Specifically, these codes capture a range of malignant ovarian tumors, including serous papillary cystadenocarcinoma, mucinous cystadenocarcinoma, endometrioid carcinoma, and various germ cell tumors. For example, the ICD-10 code C56.1 covers diagnoses such as right ovarian primary mucinous cystadenocarcinoma and malignant sex cord tumor of the right ovary, helping to differentiate this from left-sided or bilateral cases. Similarly, C56.2 is used for left ovary cancers with similar histological types. The C56.9 code encompasses malignant ovarian tumors when the specific ovary is not identified or when more general terms like familial ovarian cancer or malignant granulosa cell tumor are indicated. Utilizing these precise codes improves clarity in medical records and billing for ovarian cancer treatment and diagnosis.
Instructional Notations
Use Additional Code
The “use additional code” indicates that a secondary code could be used to further specify the patient’s condition. This note is not mandatory and is only used if enough information is available to assign an additional code.

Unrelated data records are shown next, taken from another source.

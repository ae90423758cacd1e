//! Runs a hyperpath query over a wider synthetic network and reports the
//! distribution of sampled itineraries.

use hyperpath::trace::NullTraceSink;
use hyperpath::{PathfinderParams, Pathfinder};

fn main() {
    env_logger::init();

    let (supply, mut spec) = dev_utils::build_benchmark_scenario(12, 4);
    spec.hyperpath = true;

    let mut params = PathfinderParams::default();
    params.time_window = 45.0;
    params.stoch_dispersion = 3.0;
    params.stoch_pathset_size = 200;

    let pathfinder = Pathfinder::new(&supply, params);
    let mut trace = NullTraceSink;
    let result = pathfinder.find_path(&spec, &mut trace).expect("labeling invariant held");

    println!("Sampled {} distinct path(s) out of {} attempt(s).", result.path_set.len(), params.stoch_pathset_size);

    for (idx, (path, info)) in result.path_set.iter().zip(&result.path_info).enumerate() {
        let chain: Vec<u32> = path.links().iter().map(|(_, ss)| ss.trip_id()).collect();
        let marker = if Some(idx) == result.chosen { " (chosen)" } else { "" };
        println!("  trips {chain:?}: {} sample(s), p={:.3}, cost={:.2}{marker}", info.count, info.probability, info.cost);
    }
}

- code to identify any functional activity
Clinical Terms
The following clinical terms provide additional context, helping users better understand the clinical background and common associations for each diagnosis listed in this section. Including related terms alongside ICD-10-CM codes supports coders, billers, and healthcare professionals in improving accuracy, enhancing documentation, and facilitating research or patient education.
Choriocarcinoma
A malignant metastatic form of trophoblastic tumors. Unlike the HYDATIDIFORM MOLE, choriocarcinoma contains no CHORIONIC VILLI but rather sheets of undifferentiated cytotrophoblasts and syncytiotrophoblasts (TROPHOBLASTS). It is characterized by the large amounts of CHORIONIC GONADOTROPIN produced. Tissue origins can be determined by DNA analyses: placental (fetal) origin or non-placental origin (CHORIOCARCINOMA, NON-GESTATIONAL).
Choriocarcinoma, Non-gestational
A highly malignant CHORIOCARCINOMA derived from the non-placental origin such as the totipotent cells in the TESTIS, the OVARY, and the PINEAL GLAND. It produces high levels of CHORIONIC GONADOTROPIN and can metastasize widely through the bloodstream to the lungs, brain, liver, bone, and other viscera by the time of diagnosis.

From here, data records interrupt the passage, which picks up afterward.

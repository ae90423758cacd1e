//! A plain in-memory [`Supply`] implementation.
//!
//! Holds whatever tables a host has already ingested (from GTFS, CSV, SQL —
//! ingestion itself is out of scope for this crate). Used directly by tests
//! and benchmarks, and as a reference for hosts wiring their own loader.

use std::collections::HashMap;

use crate::supply::{
    AccessEgressLink, DemandModeType, FarePeriod, FarePeriodId, FareTransferRule, NamedWeights,
    StopId, StopTimeRecord, Supply, TransferLink, TripId, TripInfo, TripStopVisit, ZoneId,
};
use crate::time::Minutes;

#[derive(Debug, Default)]
pub struct InMemorySupply {
    access_egress: HashMap<(ZoneId, String), Vec<AccessEgressLink>>,
    transfers_from: HashMap<StopId, Vec<TransferLink>>,
    transfers_to: HashMap<StopId, Vec<TransferLink>>,
    /// Per-stop, time-sorted list of visits, for windowed trip lookup.
    stop_visits: HashMap<StopId, Vec<TripStopVisit>>,
    stop_times: HashMap<TripId, Vec<StopTimeRecord>>,
    trip_info: HashMap<TripId, TripInfo>,
    fare_period_for_trip_segment: HashMap<(TripId, StopId, StopId), FarePeriodId>,
    fare_periods: HashMap<FarePeriodId, FarePeriod>,
    fare_transfers: HashMap<(FarePeriodId, FarePeriodId), FareTransferRule>,
    weights: HashMap<(String, DemandModeType, String, u32), NamedWeights>,
}

impl InMemorySupply {
    pub fn new() -> Self {
        Self::default()
    }

    pub fn add_access_egress_link(&mut self, demand_mode: impl Into<String>, link: AccessEgressLink) {
        self.access_egress
            .entry((link.zone, demand_mode.into()))
            .or_default()
            .push(link);
    }

    pub fn add_transfer_link(&mut self, link: TransferLink) {
        self.transfers_from.entry(link.from_stop).or_default().push(link.clone());
        self.transfers_to.entry(link.to_stop).or_default().push(link);
    }

    /// Adds the stop-time table for one trip. `stop_times` must be sorted by
    /// `seq`, with `seq` starting at 1 and increasing by 1 per row — the
    /// contract §6 places on stop-time input.
    pub fn add_trip(&mut self, trip_id: TripId, info: TripInfo, stop_times: Vec<StopTimeRecord>) {
        for (i, st) in stop_times.iter().enumerate() {
            assert_eq!(st.seq, (i + 1) as i32, "stop_times for trip {trip_id} must have seq 1..N contiguous");
            assert_eq!(st.trip_id, trip_id);
        }
        for st in &stop_times {
            self.stop_visits.entry(st.stop_id).or_default().push(TripStopVisit {
                trip_id,
                seq: st.seq,
                time: st.arrive_time,
            });
        }
        self.trip_info.insert(trip_id, info);
        self.stop_times.insert(trip_id, stop_times);
    }

    pub fn set_fare_period(&mut self, trip_id: TripId, board_stop: StopId, alight_stop: StopId, fare_period: FarePeriodId) {
        self.fare_period_for_trip_segment.insert((trip_id, board_stop, alight_stop), fare_period);
    }

    pub fn add_fare_period(&mut self, period: FarePeriod) {
        self.fare_periods.insert(period.id, period);
    }

    pub fn add_fare_transfer(&mut self, rule: FareTransferRule) {
        self.fare_transfers.insert((rule.from_fare_period, rule.to_fare_period), rule);
    }

    pub fn set_weights(
        &mut self,
        user_class: impl Into<String>,
        demand_mode_type: DemandModeType,
        demand_mode: impl Into<String>,
        supply_mode: u32,
        weights: NamedWeights,
    ) {
        self.weights.insert((user_class.into(), demand_mode_type, demand_mode.into(), supply_mode), weights);
    }

    /// Finalizes internal indices for windowed lookups. Call once after all
    /// trips have been added.
    pub fn build(&mut self) {
        for visits in self.stop_visits.values_mut() {
            visits.sort_unstable_by(|a, b| a.time.total_cmp(&b.time));
        }
    }
}

static EMPTY_AE: &[AccessEgressLink] = &[];
static EMPTY_XFER: &[TransferLink] = &[];
static EMPTY_STOPTIME: &[StopTimeRecord] = &[];

impl Supply for InMemorySupply {
    fn access_egress_links(&self, zone: ZoneId, demand_mode: &str) -> &[AccessEgressLink] {
        self.access_egress
            .get(&(zone, demand_mode.to_owned()))
            .map(Vec::as_slice)
            .unwrap_or(EMPTY_AE)
    }

    fn transfer_links_from(&self, stop: StopId) -> &[TransferLink] {
        self.transfers_from.get(&stop).map(Vec::as_slice).unwrap_or(EMPTY_XFER)
    }

    fn transfer_links_to(&self, stop: StopId) -> &[TransferLink] {
        self.transfers_to.get(&stop).map(Vec::as_slice).unwrap_or(EMPTY_XFER)
    }

    fn trips_at_stop(&self, stop: StopId, window: (Minutes, Minutes)) -> Vec<TripStopVisit> {
        let (lo, hi) = window;
        match self.stop_visits.get(&stop) {
            Some(visits) => visits.iter().filter(|v| v.time >= lo && v.time <= hi).copied().collect(),
            None => Vec::new(),
        }
    }

    fn trip_stop_times(&self, trip: TripId) -> &[StopTimeRecord] {
        self.stop_times.get(&trip).map(Vec::as_slice).unwrap_or(EMPTY_STOPTIME)
    }

    fn trip_info(&self, trip: TripId) -> Option<&TripInfo> {
        self.trip_info.get(&trip)
    }

    fn fare_period_for(&self, trip: TripId, board_stop: StopId, alight_stop: StopId) -> Option<FarePeriodId> {
        self.fare_period_for_trip_segment.get(&(trip, board_stop, alight_stop)).copied()
    }

    fn fare_period(&self, id: FarePeriodId) -> Option<&FarePeriod> {
        self.fare_periods.get(&id)
    }

    fn fare_transfer(&self, from: FarePeriodId, to: FarePeriodId) -> Option<&FareTransferRule> {
        self.fare_transfers.get(&(from, to))
    }

    fn weights(
        &self,
        user_class: &str,
        demand_mode_type: DemandModeType,
        demand_mode: &str,
        supply_mode: u32,
    ) -> Option<&NamedWeights> {
        self.weights
            .get(&(user_class.to_owned(), demand_mode_type, demand_mode.to_owned(), supply_mode))
    }
}

#[cfg(test)]
mod tests {
    use super::*;

    #[test]
    #[should_panic(expected = "seq 1..N contiguous")]
    fn rejects_non_contiguous_seq() {
        let mut supply = InMemorySupply::new();
        supply.add_trip(
            1,
            TripInfo { supply_mode: 0, route: "R1".into(), attributes: HashMap::new() },
            vec![
                StopTimeRecord { trip_id: 1, seq: 1, stop_id: 10, arrive_time: 0.0, depart_time: 0.0 },
                StopTimeRecord { trip_id: 1, seq: 3, stop_id: 11, arrive_time: 5.0, depart_time: 5.0 },
            ],
        );
    }

    #[test]
    fn windowed_trip_lookup_filters_by_time() {
        let mut supply = InMemorySupply::new();
        supply.add_trip(
            1,
            TripInfo { supply_mode: 0, route: "R1".into(), attributes: HashMap::new() },
            vec![
                StopTimeRecord { trip_id: 1, seq: 1, stop_id: 10, arrive_time: 0.0, depart_time: 0.0 },
                StopTimeRecord { trip_id: 1, seq: 2, stop_id: 11, arrive_time: 10.0, depart_time: 10.0 },
            ],
        );
        supply.build();
        assert_eq!(supply.trips_at_stop(11, (5.0, 15.0)).len(), 1);
        assert_eq!(supply.trips_at_stop(11, (20.0, 30.0)).len(), 0);
    }
}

Hereditary Breast and Ovarian Cancer Syndrome
Autosomal dominant HEREDITARY CANCER SYNDROME in which a mutation most often in either BRCA1 or BRCA2 is associated with a significantly increased risk for breast and ovarian cancers.
Neoplastic Syndromes, Hereditary
The condition of a pattern of malignancies within a family, but not every individual's necessarily having the same neoplasm. Characteristically the tumor tends to occur at an earlier than average age, individuals may have more than one primary tumor, the tumors may be multicentric, usually more than 25 percent of the individuals in direct lineal descent from the proband are affected, and the cancer predisposition in these families behaves as an autosomal dominant trait with about 60 percent penetrance.